Frei Betto
Todos sabemos
que o capitão que atualmente ocupa a presidência da República é notório
defensor da ditadura militar, apologista da tortura e do assassinato (lamentou
que o regime militar não tenha “matado uns 30 mil”), e exalta como herói o
coronel Brilhante Ustra, responsável pela morte, na tortura, de inúmeros presos
políticos.
Agora que o
historiador Carlos Fico e a jornalista Miriam Leitão divulgaram os áudios dos
juízes do Superior Tribunal Militar, referentes às atrocidades praticadas nos
porões da ditadura, o general Mourão, vice-presidente da República, deu risada
ao comentar que tais crimes, cometidos em nome do Estado, não devem ser
investigados: “Apurar o quê?
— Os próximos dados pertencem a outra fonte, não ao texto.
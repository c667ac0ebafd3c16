//! Periodic detection over the most recent captured frame.
//!
//! A single worker thread wakes on a tick channel, grabs whatever frame the
//! capture worker published last and runs the annotator on it. Ticks are
//! delivered through a capacity-one channel, so a detection pass that
//! overruns the interval coalesces the ticks it missed into a single
//! pending one instead of building a backlog.

use std::sync::atomic::{AtomicBool, Ordering};
use std::sync::Arc;
use std::thread;
use std::time::Duration;

use crossbeam_channel::{Receiver, RecvTimeoutError};

use crate::capture::stream_manager::StreamView;
use crate::detection::domain::face_annotator::FaceAnnotator;
use crate::models::registry::ModelRegistry;
use crate::shared::face::DetectionResult;

#[derive(Clone, Debug)]
pub enum LoopEvent {
    /// A completed detection pass. Replaces any earlier result wholesale.
    Results(DetectionResult),
    /// A failed pass. The loop keeps running and the next tick retries.
    TickError(String),
}

pub struct DetectionLoopHandle {
    events: Receiver<LoopEvent>,
    stop: Arc<AtomicBool>,
    worker: Option<thread::JoinHandle<()>>,
}

impl DetectionLoopHandle {
    pub fn events(&self) -> &Receiver<LoopEvent> {
        &self.events
    }

    /// Stop the worker and wait for it to exit. Idempotent.
    pub fn stop(&mut self) {
        self.stop.store(true, Ordering::Relaxed);
        if let Some(worker) = self.worker.take() {
            let _ = worker.join();
        }
    }
}

impl Drop for DetectionLoopHandle {
    fn drop(&mut self) {
        self.stop();
    }
}

pub fn spawn(
    mut annotator: Box<dyn FaceAnnotator>,
    registry: Arc<ModelRegistry>,
    view: StreamView,
    interval: Duration,
    min_face_width: f32,
) -> DetectionLoopHandle {
    let (event_tx, event_rx) = crossbeam_channel::unbounded();
    let stop = Arc::new(AtomicBool::new(false));
    let stop_flag = Arc::clone(&stop);

    let worker = thread::spawn(move || {
        let ticker = crossbeam_channel::tick(interval);
        while !stop_flag.load(Ordering::Relaxed) {
            // Short timeout keeps stop() responsive between ticks.
            match ticker.recv_timeout(Duration::from_millis(50)) {
                Ok(_) => {}
                Err(RecvTimeoutError::Timeout) => continue,
                Err(RecvTimeoutError::Disconnected) => break,
            }
            if stop_flag.load(Ordering::Relaxed) {
                break;
            }
            if !registry.is_ready() || !view.is_active() {
                log::debug!("detection tick skipped: models or stream not ready");
                continue;
            }
            let Some(frame) = view.latest_frame() else {
                log::debug!("detection tick skipped: no decoded frame yet");
                continue;
            };

            match annotator.annotate(&frame) {
                Ok(faces) => {
                    let mut result = DetectionResult::new(
                        annotator.depth(),
                        faces,
                        frame.width(),
                        frame.height(),
                    );
                    result.retain_wider_than(min_face_width);
                    if event_tx.send(LoopEvent::Results(result)).is_err() {
                        break;
                    }
                }
                Err(e) => {
                    log::warn!("detection tick failed: {e}");
                    if event_tx.send(LoopEvent::TickError(e.to_string())).is_err() {
                        break;
                    }
                }
            }
        }
    });

    DetectionLoopHandle {
        events: event_rx,
        stop,
        worker: Some(worker),
    }
}

#[cfg(test)]
mod tests {
    use super::*;
    use crate::capture::domain::camera_device::{
        CameraDevice, CameraStream, StreamConstraints, StreamError,
    };
    use crate::capture::stream_manager::DeviceStreamManager;
    use crate::models::registry::{ModelRegistry, ModelSelection, ModelSources};
    use crate::models::source::ModelSource;
    use crate::shared::constants::DETECTOR_MODEL_NAME;
    use crate::shared::face::{AnnotationDepth, Face, FaceBox};
    use crate::shared::frame::Frame;
    use crossbeam_channel::TryRecvError;
    use std::collections::VecDeque;
    use tempfile::TempDir;

    // --- Stubs ---

    struct FakeDevice;

    impl CameraDevice for FakeDevice {
        fn open(
            &self,
            _constraints: &StreamConstraints,
        ) -> Result<Box<dyn CameraStream>, StreamError> {
            Ok(Box::new(FakeStream { seq: 0 }))
        }
    }

    struct FakeStream {
        seq: u64,
    }

    impl CameraStream for FakeStream {
        fn grab(&mut self) -> Result<Frame, Box<dyn std::error::Error>> {
            thread::sleep(Duration::from_millis(2));
            self.seq += 1;
            Ok(Frame::new(vec![0; 8 * 6 * 3], 8, 6, 3, self.seq))
        }

        fn native_size(&self) -> (u32, u32) {
            (8, 6)
        }
    }

    struct FakeAnnotator {
        script: VecDeque<Result<Vec<Face>, String>>,
        steady: Vec<Face>,
        delay: Duration,
    }

    impl FakeAnnotator {
        fn steady(faces: Vec<Face>) -> Box<Self> {
            Box::new(Self {
                script: VecDeque::new(),
                steady: faces,
                delay: Duration::ZERO,
            })
        }

        fn scripted(script: Vec<Result<Vec<Face>, String>>) -> Box<Self> {
            Box::new(Self {
                script: script.into(),
                steady: Vec::new(),
                delay: Duration::ZERO,
            })
        }

        fn slow(faces: Vec<Face>, delay: Duration) -> Box<Self> {
            Box::new(Self {
                script: VecDeque::new(),
                steady: faces,
                delay,
            })
        }
    }

    impl FaceAnnotator for FakeAnnotator {
        fn annotate(&mut self, _frame: &Frame) -> Result<Vec<Face>, Box<dyn std::error::Error>> {
            thread::sleep(self.delay);
            match self.script.pop_front() {
                Some(Ok(faces)) => Ok(faces),
                Some(Err(msg)) => Err(msg.into()),
                None => Ok(self.steady.clone()),
            }
        }

        fn depth(&self) -> AnnotationDepth {
            AnnotationDepth::Detection
        }
    }

    fn face(width: f32) -> Face {
        Face {
            bbox: FaceBox {
                x: 0.0,
                y: 0.0,
                width,
                height: width,
            },
            score: 0.9,
            landmarks: None,
            attributes: None,
        }
    }

    fn ready_registry(dir: &TempDir) -> Arc<ModelRegistry> {
        std::fs::write(dir.path().join(DETECTOR_MODEL_NAME), b"stub").unwrap();
        let registry = Arc::new(ModelRegistry::new());
        let sources = ModelSources {
            primary: ModelSource::Dir(dir.path().to_path_buf()),
            fallback: ModelSource::Dir(dir.path().to_path_buf()),
        };
        let selection = ModelSelection {
            landmarks: false,
            attributes: false,
        };
        registry.load(&sources, selection).unwrap();
        registry
    }

    fn running_stream() -> (DeviceStreamManager, StreamView) {
        let mut manager = DeviceStreamManager::new(Arc::new(FakeDevice));
        let view = manager.start(&StreamConstraints::default()).unwrap();
        (manager, view)
    }

    const INTERVAL: Duration = Duration::from_millis(20);
    const WAIT: Duration = Duration::from_secs(2);

    #[test]
    fn test_results_carry_frame_dimensions() {
        let dir = TempDir::new().unwrap();
        let registry = ready_registry(&dir);
        let (_manager, view) = running_stream();

        let mut handle = spawn(
            FakeAnnotator::steady(vec![face(50.0)]),
            registry,
            view,
            INTERVAL,
            10.0,
        );
        let event = handle.events().recv_timeout(WAIT).unwrap();
        match event {
            LoopEvent::Results(result) => {
                assert_eq!(result.face_count(), 1);
                assert_eq!(result.native_width(), 8);
                assert_eq!(result.native_height(), 6);
            }
            LoopEvent::TickError(e) => panic!("unexpected tick error: {e}"),
        }
        handle.stop();
    }

    #[test]
    fn test_narrow_faces_filtered_before_publish() {
        let dir = TempDir::new().unwrap();
        let registry = ready_registry(&dir);
        let (_manager, view) = running_stream();

        let mut handle = spawn(
            FakeAnnotator::steady(vec![face(5.0), face(50.0)]),
            registry,
            view,
            INTERVAL,
            10.0,
        );
        match handle.events().recv_timeout(WAIT).unwrap() {
            LoopEvent::Results(result) => {
                assert_eq!(result.face_count(), 1);
                assert_eq!(result.faces()[0].bbox.width, 50.0);
            }
            LoopEvent::TickError(e) => panic!("unexpected tick error: {e}"),
        }
        handle.stop();
    }

    #[test]
    fn test_loop_survives_tick_error() {
        let dir = TempDir::new().unwrap();
        let registry = ready_registry(&dir);
        let (_manager, view) = running_stream();

        let mut handle = spawn(
            FakeAnnotator::scripted(vec![Err("model exploded".into()), Ok(vec![face(40.0)])]),
            registry,
            view,
            INTERVAL,
            10.0,
        );
        match handle.events().recv_timeout(WAIT).unwrap() {
            LoopEvent::TickError(msg) => assert!(msg.contains("model exploded")),
            LoopEvent::Results(_) => panic!("expected the scripted error first"),
        }
        // The next tick runs normally.
        match handle.events().recv_timeout(WAIT).unwrap() {
            LoopEvent::Results(result) => assert_eq!(result.face_count(), 1),
            LoopEvent::TickError(e) => panic!("unexpected tick error: {e}"),
        }
        handle.stop();
    }

    #[test]
    fn test_slow_annotation_coalesces_missed_ticks() {
        let dir = TempDir::new().unwrap();
        let registry = ready_registry(&dir);
        let (_manager, view) = running_stream();

        // Each pass spans five intervals, so most ticks fall due mid-pass.
        let pass = INTERVAL * 5;
        let mut handle = spawn(
            FakeAnnotator::slow(vec![face(50.0)], pass),
            registry,
            view,
            INTERVAL,
            10.0,
        );
        let run = pass * 4;
        thread::sleep(run);
        handle.stop();

        // With one call in flight at a time, throughput is bounded by the
        // pass duration, not the interval. A backlog of queued ticks would
        // burst far past this bound.
        let results = handle
            .events()
            .try_iter()
            .filter(|e| matches!(e, LoopEvent::Results(_)))
            .count();
        let max = (run.as_millis() / pass.as_millis()) as usize + 1;
        assert!(results >= 1, "no results published during the run");
        assert!(
            results <= max,
            "missed ticks queued instead of coalescing: {results} results, bound {max}"
        );
    }

    #[test]
    fn test_no_events_until_registry_ready() {
        let registry = Arc::new(ModelRegistry::new());
        let (_manager, view) = running_stream();

        let mut handle = spawn(
            FakeAnnotator::steady(vec![face(50.0)]),
            registry,
            view,
            INTERVAL,
            10.0,
        );
        assert!(handle
            .events()
            .recv_timeout(Duration::from_millis(250))
            .is_err());
        handle.stop();
    }

    #[test]
    fn test_no_events_when_view_inactive() {
        let dir = TempDir::new().unwrap();
        let registry = ready_registry(&dir);
        let (mut manager, view) = running_stream();
        manager.stop();

        let mut handle = spawn(
            FakeAnnotator::steady(vec![face(50.0)]),
            registry,
            view,
            INTERVAL,
            10.0,
        );
        assert!(handle
            .events()
            .recv_timeout(Duration::from_millis(250))
            .is_err());
        handle.stop();
    }

    #[test]
    fn test_stop_joins_and_disconnects() {
        let dir = TempDir::new().unwrap();
        let registry = ready_registry(&dir);
        let (_manager, view) = running_stream();

        let mut handle = spawn(
            FakeAnnotator::steady(vec![face(50.0)]),
            registry,
            view,
            INTERVAL,
            10.0,
        );
        handle.events().recv_timeout(WAIT).unwrap();
        handle.stop();
        handle.stop();

        while handle.events().try_recv().is_ok() {}
        assert!(matches!(
            handle.events().try_recv(),
            Err(TryRecvError::Disconnected)
        ));
    }
}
Os caras já morreram tudo, pô”.
Sim, também as
vítimas de Auschwitz e os algozes nazistas estão quase todos mortos. No
entanto, desde 2021 EUA, Alemanha e Canadá abriram processos legais contra
funcionários dos campos de concentração alemães. Como a maioria dos líderes
nazistas nasceu no século XIX e provavelmente está morta, o objetivo agora é
capturar e julgar aqueles que cooperaram com o extermínio praticado pelo
Terceiro Reich.
Efraim Zuroff,
coordenador de investigações do Centro Simon Wiesenthal de Jerusalém, calcula
que “várias centenas” de criminosos estão vivos. “Muitos vivem em países como
Alemanha e Áustria, que têm sistemas de saúde muito bons e, portanto, uma alta
expectativa de vida”, observa.
No Brasil, a
impunidade, assegurada pela esdrúxula e injustificável Lei da Anistia (como
anistiar quem jamais foi punido?), permitiu que algozes da ditadura
militar, assassinos e torturadores, jamais respondessem perante a Justiça pelos
crimes cometidos. Algum dia essa aberração deverá ser corrigida. “Os caras
já morreram tudo”, mas não o senso de justiça das vítimas e de seus familiares
e a memória nacional.
Duas vezes
estive nos cárceres do regime militar: 15 dias em junho de 1964, sem que tenha
havido acusação e processo, e quatro anos (1969-1973) sob a acusação de
“terrorismo”. Fui julgado dois anos após ser preso e condenado a quatro. O STF
reduziu minha sentença para dois anos no mês em que eu completava, na condição
de preso comum, os quatro de encarceramento...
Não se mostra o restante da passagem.